Wer wird mir schon glauben, wenn ich von meiner Beobachtung im Garten erzähle und wie ich das Parfüm meiner Schwester erkannt habe? Egal, wem ich davon berichte, wird vermuten, dass ich halluziniere. Und doch pocht mein Verstand darauf, dass ich der Wahrheit auf der Spur bin.
Das Knirschen der Tür im Flur schreckt mich auf. Obwohl es leise war, reicht es aus, um mir zu verraten, dass sich jemand da draußen befindet. Ich halte den Atem an und höre, wie hastige Schritte die Treppe hinabjagen.
Sofort eile ich aus dem Zimmer und sehe, wie die Tür, zuvor durch einen kräftigen Ruck geöffnet, langsam zurückschwingt. Im selben Moment wird mir bewusst, dass sich jemand im Badezimmer versteckt haben muss, denn auch dessen Tür steht nun offen und mein Blick fängt sich in den weißen Fliesen, die das Licht aus dem Flur in milchigem Schimmer reflektieren.
Von dem Instinkt gelenkt, den Eindringling zu fassen, schieße ich regelrecht die Treppe hinab und habe alle Mühe, nicht über meine eigenen Füße zu stürzen und damit das Gleichgewicht zu verlieren.
Im Erdgeschoss angelangt, sehe ich mich irritiert um.
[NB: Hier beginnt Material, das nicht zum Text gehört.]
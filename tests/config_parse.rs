use doc_translate::config::Config;

#[test]
fn parse_example_config() {
    let raw = include_str!("../doc-translate.example.toml");
    let cfg = Config::parse(raw).expect("parse TOML");
    assert_eq!(cfg.strategy.single_pass_max_chars, 15_000);
    assert_eq!(cfg.strategy.sections_per_batch, 2);
    assert!(cfg.global.max_parallel_jobs >= 1);
    assert_eq!(cfg.languages.get("nl-be").unwrap().name, "Belgian Dutch (Flemish)");
}

#[test]
fn empty_config_uses_defaults() {
    let cfg = Config::parse("").unwrap();
    assert_eq!(cfg.pacing.chunk_delay_ms, 500);
    assert_eq!(cfg.pacing.job_delay_ms, 1000);
    assert_eq!(cfg.adapter.api_key_env, "ANTHROPIC_API_KEY");
    assert!(cfg.schema.is_opaque("slug"));
    assert!(!cfg.envelope.control_chars_to_sanitize.contains(&b'\n'));
}

#[test]
fn partial_sections_keep_other_defaults() {
    let cfg = Config::parse(
        r#"
[strategy]
single_pass_max_chars = 9000
sections_per_batch = 3

[languages.pt]
name = "Portuguese"
reading_time_label = "min de leitura"
"#,
    )
    .unwrap();
    assert_eq!(cfg.strategy.single_pass_max_chars, 9000);
    assert_eq!(cfg.adapter.timeout_seconds, 120);
    assert_eq!(cfg.languages.get("pt").unwrap().name, "Portuguese");
    assert_eq!(cfg.languages.get("sv").unwrap().name, "Swedish");
}

#[test]
fn parse_example_job_list() {
    let list = doc_translate::jobs::JobList::parse(include_str!("../jobs.example.toml")).unwrap();
    let jobs = list.enumerate();
    assert_eq!(jobs.len(), 13);
    assert_eq!(
        list.aliases.get("power-of-attorney-spain-guide.json").map(String::as_str),
        Some("power-of-attorney-spain-property.json")
    );
}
Irgendjemand muss die Person identifizieren können, die hier gerade herab gerannt kam - so bin ich zumindest der festen Überzeugung. Doch haben sich alle Gäste im Wohnzimmer versammelt und lauschen den Worten meines Vaters. Niemand hat also bemerkt, wer der Eindringling ist, der sich oben im Zimmer meiner Schwester umgesehen hat. Der Fremde ist verschwunden; er hat das Haus verlassen und ist in den Schutz der Nacht eingetaucht. Ich werde ihn - oder sie - unmöglich verfolgen können.
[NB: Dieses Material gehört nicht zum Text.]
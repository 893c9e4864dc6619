mod common;

use common::{mark, rich_article};
use doc_translate::{
    config::Schema,
    document::{same_shape, Fragment, ShowcaseText, SourceDocument},
    merge::merge,
};
use serde_json::{json, Value};

fn translated_full(doc: &SourceDocument) -> Fragment {
    let payload = mark(&doc.full_fragment().to_payload(), "[fr] ");
    Fragment::from_payload(payload).unwrap()
}

#[test]
fn full_translation_keeps_shape_and_opaque_fields() {
    let src = rich_article(3);
    let doc = SourceDocument::from_value(src.clone()).unwrap();
    let out = merge(&doc, &translated_full(&doc), &Schema::default());

    assert!(same_shape(&out, &src));
    assert_eq!(out["title"], "[fr] Moraira Property Guide");
    assert_eq!(out["metaTitle"], "[fr] Moraira Property Guide");
    assert_eq!(out["tags"], json!(["[fr] moraira", "[fr] property"]));
    assert_eq!(out["content"]["sections"][1]["body"], "[fr] Body 2");
    assert_eq!(out["content"]["faqs"][0]["answer"], "[fr] Because.");

    for key in ["slug", "readTime", "publishedAt", "heroImage"] {
        assert_eq!(out[key], src[key], "{key} changed");
    }
    // The fake translator also rewrote these inside sections; merge must not.
    assert_eq!(out["content"]["sections"][1]["image"], "/img/section-2.jpg");
    assert_eq!(out["content"]["sections"][1]["order"], 2);

    let prop = &out["content"]["propertyShowcases"][0]["properties"][1];
    assert_eq!(prop["title"], "[fr] Villa B");
    assert_eq!(prop["features"], json!(["[fr] views"]));
    assert_eq!(prop["ref"], "MOR-002");
    assert_eq!(prop["price"], 520000);
    assert_eq!(prop["image"], "/img/b.jpg");
    assert_eq!(out["content"]["propertyShowcases"][0]["ctaUrl"], "/villas");
}

#[test]
fn empty_fragment_reproduces_source() {
    let src = rich_article(2);
    let doc = SourceDocument::from_value(src.clone()).unwrap();
    let out = merge(&doc, &Fragment::default(), &Schema::default());
    assert_eq!(out, src);
    assert_eq!(
        serde_json::to_string(&out).unwrap(),
        serde_json::to_string(&src).unwrap(),
        "key order must survive"
    );
}

#[test]
fn mismatched_lengths_never_change_shape() {
    let src = rich_article(3);
    let doc = SourceDocument::from_value(src.clone()).unwrap();
    let fragment = Fragment {
        tags: Some(vec!["a".into(), "b".into(), "c".into()]),
        sections: Some(vec![json!({"heading": "Only one", "extra": "x"})]),
        faqs: Some(vec![]),
        showcase_text: Some(vec![
            ShowcaseText::default(),
            ShowcaseText::default(),
            ShowcaseText {
                title: Some("Ghost".into()),
                ..Default::default()
            },
        ]),
        ..Default::default()
    };
    let out = merge(&doc, &fragment, &Schema::default());

    assert!(same_shape(&out, &src));
    assert_eq!(out["tags"], json!(["a", "b"]));
    assert_eq!(out["content"]["sections"][0]["heading"], "Only one");
    assert_eq!(out["content"]["sections"][1], src["content"]["sections"][1]);
    assert!(out["content"]["sections"][0].get("extra").is_none());
    assert_eq!(out["content"]["faqs"], src["content"]["faqs"]);
}

#[test]
fn showcases_merge_by_position() {
    let src = rich_article(1);
    let doc = SourceDocument::from_value(src.clone()).unwrap();
    let mut translated = doc.tail_fragment();
    let mut showcases = translated.showcase_text.take().unwrap();
    showcases.truncate(1);
    let one: Value = mark(&serde_json::to_value(&showcases).unwrap(), "[de] ");
    translated.showcase_text = Some(serde_json::from_value(one).unwrap());

    let out = merge(&doc, &translated, &Schema::default());
    let showcases = &out["content"]["propertyShowcases"];
    assert_eq!(showcases[0]["title"], "[de] Villas");
    assert_eq!(showcases[0]["properties"][0]["location"], "[de] Moraira");
    assert_eq!(showcases[1], src["content"]["propertyShowcases"][1]);
}

#[test]
fn wrong_leaf_types_in_translation_are_ignored() {
    let src = json!({"title": "T", "content": {"sections": [{"h": "S", "n": 1}]}});
    let doc = SourceDocument::from_value(src.clone()).unwrap();
    let fragment = Fragment {
        sections: Some(vec![json!({"h": ["not", "a", "string"], "n": "one"})]),
        ..Default::default()
    };
    let out = merge(&doc, &fragment, &Schema::default());
    assert_eq!(out, src);
}

#[test]
fn links_in_section_records_survive_translation() {
    let src = json!({
        "title": "T",
        "content": {
            "sections": [{
                "heading": "H",
                "imageUrl": "/img/a.jpg",
                "link": "https://x.com/a",
                "gallery": [{"thumbnailUrl": "/img/t.jpg", "caption": "C", "credit": "https://cc.org"}]
            }],
            "faqs": [{"question": "Q", "answer": "A", "sourceHref": "/faq#1"}]
        }
    });
    let doc = SourceDocument::from_value(src.clone()).unwrap();
    let fragment = Fragment::from_payload(mark(&doc.full_fragment().to_payload(), "X")).unwrap();
    let out = merge(&doc, &fragment, &Schema::default());

    let section = &out["content"]["sections"][0];
    assert_eq!(section["heading"], "XH");
    assert_eq!(section["imageUrl"], "/img/a.jpg");
    assert_eq!(section["link"], "https://x.com/a");
    assert_eq!(section["gallery"][0]["thumbnailUrl"], "/img/t.jpg");
    assert_eq!(section["gallery"][0]["caption"], "XC");
    assert_eq!(section["gallery"][0]["credit"], "https://cc.org");
    assert_eq!(out["content"]["faqs"][0]["sourceHref"], "/faq#1");
    assert_eq!(out["content"]["faqs"][0]["answer"], "XA");
}
use crate::{chunk_plan::ChunkKind, strategy::StrategyDecision};
use serde::{Deserialize, Serialize};

#[derive(Debug, Clone, Serialize, Deserialize)]
pub struct ChunkReport {
    pub index: usize,
    pub kind: ChunkKind,
    pub ok: bool,
    #[serde(default)]
    pub warning: Option<String>,
}

#[derive(Debug, Clone, Copy, PartialEq, Eq, Serialize, Deserialize)]
#[serde(rename_all = "snake_case")]
pub enum SkipReason {
    OutputExists,
    /// A native version exists in a sibling dialect; listed as an exclusion.
    NativeVersion,
}

#[derive(Debug, Clone, PartialEq, Eq, Serialize, Deserialize)]
#[serde(tag = "state", rename_all = "snake_case")]
pub enum JobState {
    /// Only produced by dry runs.
    Pending,
    Skipped { reason: SkipReason },
    Completed,
    Failed { kind: String, error: String },
}

#[derive(Debug, Clone, Serialize, Deserialize)]
pub struct JobReport {
    pub document: String,
    pub language: String,
    #[serde(flatten)]
    pub state: JobState,
    #[serde(default)]
    pub strategy: Option<StrategyDecision>,
    #[serde(default)]
    pub source_sha256: Option<String>,
    #[serde(default)]
    pub output_path: Option<String>,
    #[serde(default)]
    pub chunk_reports: Vec<ChunkReport>,
    pub elapsed_ms: u64,
}

impl JobReport {
    pub fn new(document: &str, language: &str, state: JobState) -> Self {
        Self {
            document: document.to_string(),
            language: language.to_string(),
            state,
            strategy: None,
            source_sha256: None,
            output_path: None,
            chunk_reports: Vec::new(),
            elapsed_ms: 0,
        }
    }

    /// Completed, but with at least one section batch left untranslated.
    pub fn is_degraded(&self) -> bool {
        self.state == JobState::Completed && self.chunk_reports.iter().any(|c| !c.ok)
    }
}

#[derive(Debug, Clone, Serialize, Deserialize)]
pub struct RunReport {
    pub run_name: String,
    pub started: String,
    pub finished: String,
    pub total: usize,
    pub completed: usize,
    pub skipped: usize,
    pub errors: usize,
    pub degraded: usize,
    pub jobs: Vec<JobReport>,
}

impl RunReport {
    pub fn from_jobs(run_name: &str, started: String, finished: String, jobs: Vec<JobReport>) -> Self {
        let count = |f: fn(&JobState) -> bool| jobs.iter().filter(|j| f(&j.state)).count();
        Self {
            run_name: run_name.to_string(),
            started,
            finished,
            total: jobs.len(),
            completed: count(|s| matches!(s, JobState::Completed)),
            skipped: count(|s| matches!(s, JobState::Skipped { .. })),
            errors: count(|s| matches!(s, JobState::Failed { .. })),
            degraded: jobs.iter().filter(|j| j.is_degraded()).count(),
            jobs,
        }
    }

    pub fn summary_line(&self) -> String {
        format!(
            "DONE: {} translated ({} with untranslated sections), {} skipped, {} errors, {} total",
            self.completed, self.degraded, self.skipped, self.errors, self.total
        )
    }
}
use super::{
    types::{Message, MessagesRequest, MessagesResponse},
    TranslateRequest, Translator,
};
use crate::{
    chunk_plan::ChunkKind,
    config::{self, Config},
    envelope,
    error::{Failure, Result},
};
use reqwest::blocking::Client;
use reqwest::StatusCode;
use serde_json::Value;
use std::time::Duration;
use tracing::{debug, warn};

pub struct HttpTranslator {
    client: Client,
    adapter: config::Adapter,
    envelope: config::Envelope,
    api_key: String,
}

impl HttpTranslator {
    pub fn new(cfg: &Config, api_key: String) -> anyhow::Result<Self> {
        let client = Client::builder()
            .timeout(Duration::from_secs(cfg.adapter.timeout_seconds.max(1)))
            .build()?;
        Ok(Self {
            client,
            adapter: cfg.adapter.clone(),
            envelope: cfg.envelope.clone(),
            api_key,
        })
    }

    fn max_tokens(&self, kind: ChunkKind) -> u32 {
        let m = &self.adapter.max_tokens;
        match kind {
            ChunkKind::Full => m.full,
            ChunkKind::Head => m.head,
            ChunkKind::Sections { .. } => m.sections,
            ChunkKind::Tail => m.tail,
        }
    }

    fn send(&self, body: &MessagesRequest<'_>) -> Result<MessagesResponse> {
        let resp = self
            .client
            .post(&self.adapter.endpoint)
            .header("x-api-key", &self.api_key)
            .header("anthropic-version", &self.adapter.api_version)
            .json(body)
            .send()
            .map_err(|e| {
                if e.is_timeout() {
                    Failure::Transport(format!(
                        "request timed out after {}s",
                        self.adapter.timeout_seconds
                    ))
                } else {
                    Failure::Transport(e.to_string())
                }
            })?;

        let status = resp.status();
        // Read as text first so error bodies are not lost to a JSON failure.
        let text = resp
            .text()
            .map_err(|e| Failure::Transport(format!("reading response body: {e}")))?;

        if !status.is_success() {
            return Err(Failure::Transport(extract_error_message(status, &text)));
        }

        serde_json::from_str(&text)
            .map_err(|e| Failure::Parse(format!("invalid API response envelope: {e}")))
    }
}

impl Translator for HttpTranslator {
    fn translate(&self, req: &TranslateRequest<'_>) -> Result<Value> {
        let prompt = build_prompt(req)?;
        let body = MessagesRequest {
            model: &self.adapter.model,
            max_tokens: self.max_tokens(req.kind),
            messages: vec![Message {
                role: "user".into(),
                content: prompt,
            }],
        };

        debug!(
            "POST {} kind={} lang={} max_tokens={}",
            self.adapter.endpoint,
            req.kind.label(),
            req.language.name,
            body.max_tokens
        );
        let resp = self.send(&body)?;

        if resp.stop_reason.as_deref() == Some("max_tokens") {
            warn!("response for {} hit max_tokens; JSON may be truncated", req.kind.label());
        }

        let text = resp
            .first_text()
            .ok_or_else(|| Failure::Parse("response has no text content".into()))?;
        envelope::unwrap(&self.envelope, text)
    }
}

pub fn build_prompt(req: &TranslateRequest<'_>) -> Result<String> {
    let lang = &req.language.name;
    let payload = serde_json::to_string(req.payload)
        .map_err(|e| Failure::Parse(format!("serializing payload: {e}")))?;

    let (what, returns) = match req.kind {
        ChunkKind::Sections { .. } => ("these article sections", "a valid JSON array"),
        _ => ("the following real estate article content", "a valid JSON object with the same keys"),
    };

    Ok(format!(
        "Translate {what} from English to {lang}.\n\
         \n\
         Rules:\n\
         - Write natural, fluent {lang}, as a native speaker would.\n\
         - Keep proper nouns and place names (Javea, Moraira, Costa Blanca) unchanged.\n\
         - Keep technical terms such as NIE, IBI and Box 3 unchanged.\n\
         - Keep numbers, prices, percentages and markdown formatting unchanged.\n\
         - Do not translate slugs, reference codes, URLs or image paths.\n\
         - Render reading-time phrases like \"5 min read\" as \"5 {label}\".\n\
         - Keep the same JSON structure.\n\
         \n\
         Return ONLY {returns}:\n\
         \n\
         {payload}",
        label = req.language.reading_time_label,
    ))
}

fn extract_error_message(status: StatusCode, body_text: &str) -> String {
    if let Ok(v) = serde_json::from_str::<Value>(body_text) {
        if let Some(msg) = v
            .get("error")
            .and_then(|e| e.get("message"))
            .and_then(|m| m.as_str())
        {
            return format!("HTTP {}: {}", status.as_u16(), msg);
        }
    }

    let trimmed = body_text.trim();
    let snippet: String = trimmed.chars().take(400).collect();
    if snippet.len() < trimmed.len() {
        format!("HTTP {}: {}...", status.as_u16(), snippet)
    } else {
        format!("HTTP {}: {}", status.as_u16(), snippet)
    }
}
„…jede Familie hat ihre Bürde und jede davon ist so unterschiedlich wie besonders. Unsere ist es, Penelopes Geschichte anzunehmen und mit ihr zu leben", höre ich Vater sprechen.
Ich verschränke die Hände hinter dem Kopf und versuche mich, die Fingerspitzen tief in meinen Haaren vergraben, selbst zu beruhigen. Mein Blick wandert die Treppe zurück nach oben und ich sehe, wie Licht durch den schmalen Türspalt durchsickert. Mit schweren Schritten kehre ich zurück ins Obergeschoss und wende mich dem Badezimmer - dem Versteck des Eindringlings - zu.
Ich schalte auch hier die Deckenbeleuchtung ein und mustere die wenigen Quadratmeter. War sich die Person dem Risiko bewusst, das sie mit der Wahl ihres Verstecks eingegangen ist? Ich habe zuerst in Penelopes Zimmer nach Spuren des Fremden gesucht, doch genauso hätte ich jeden anderen Raum danach überprüfen können, ob sich der Eindringling irgendwo verborgen hält. Ich ärgere mich über meine Dummheit, dem Impuls, gleich dem Zimmer meiner Schwester die volle Aufmerksamkeit zu schenken, nachgegeben zu haben.
Das Badezimmer liefert mir keine Anhaltspunkte, wer der Fremde ist oder was er gesucht haben könnte. Schon möchte ich umkehren, da sehe ich, wie kleine Wassertropfen den Rand des Waschbeckens säumen. Ich fahre mit den Fingern über das Keramik und mir wird schlagartig bewusst, dass sich der Eindringling hier - wenn auch nur kurz und eilig - gewaschen haben muss. Das Handtuch neben den Armaturen ist feucht und unterhalb des Seifenspenders hat sich eine kleine schmierige Pfütze aus Seifenresten gebildet.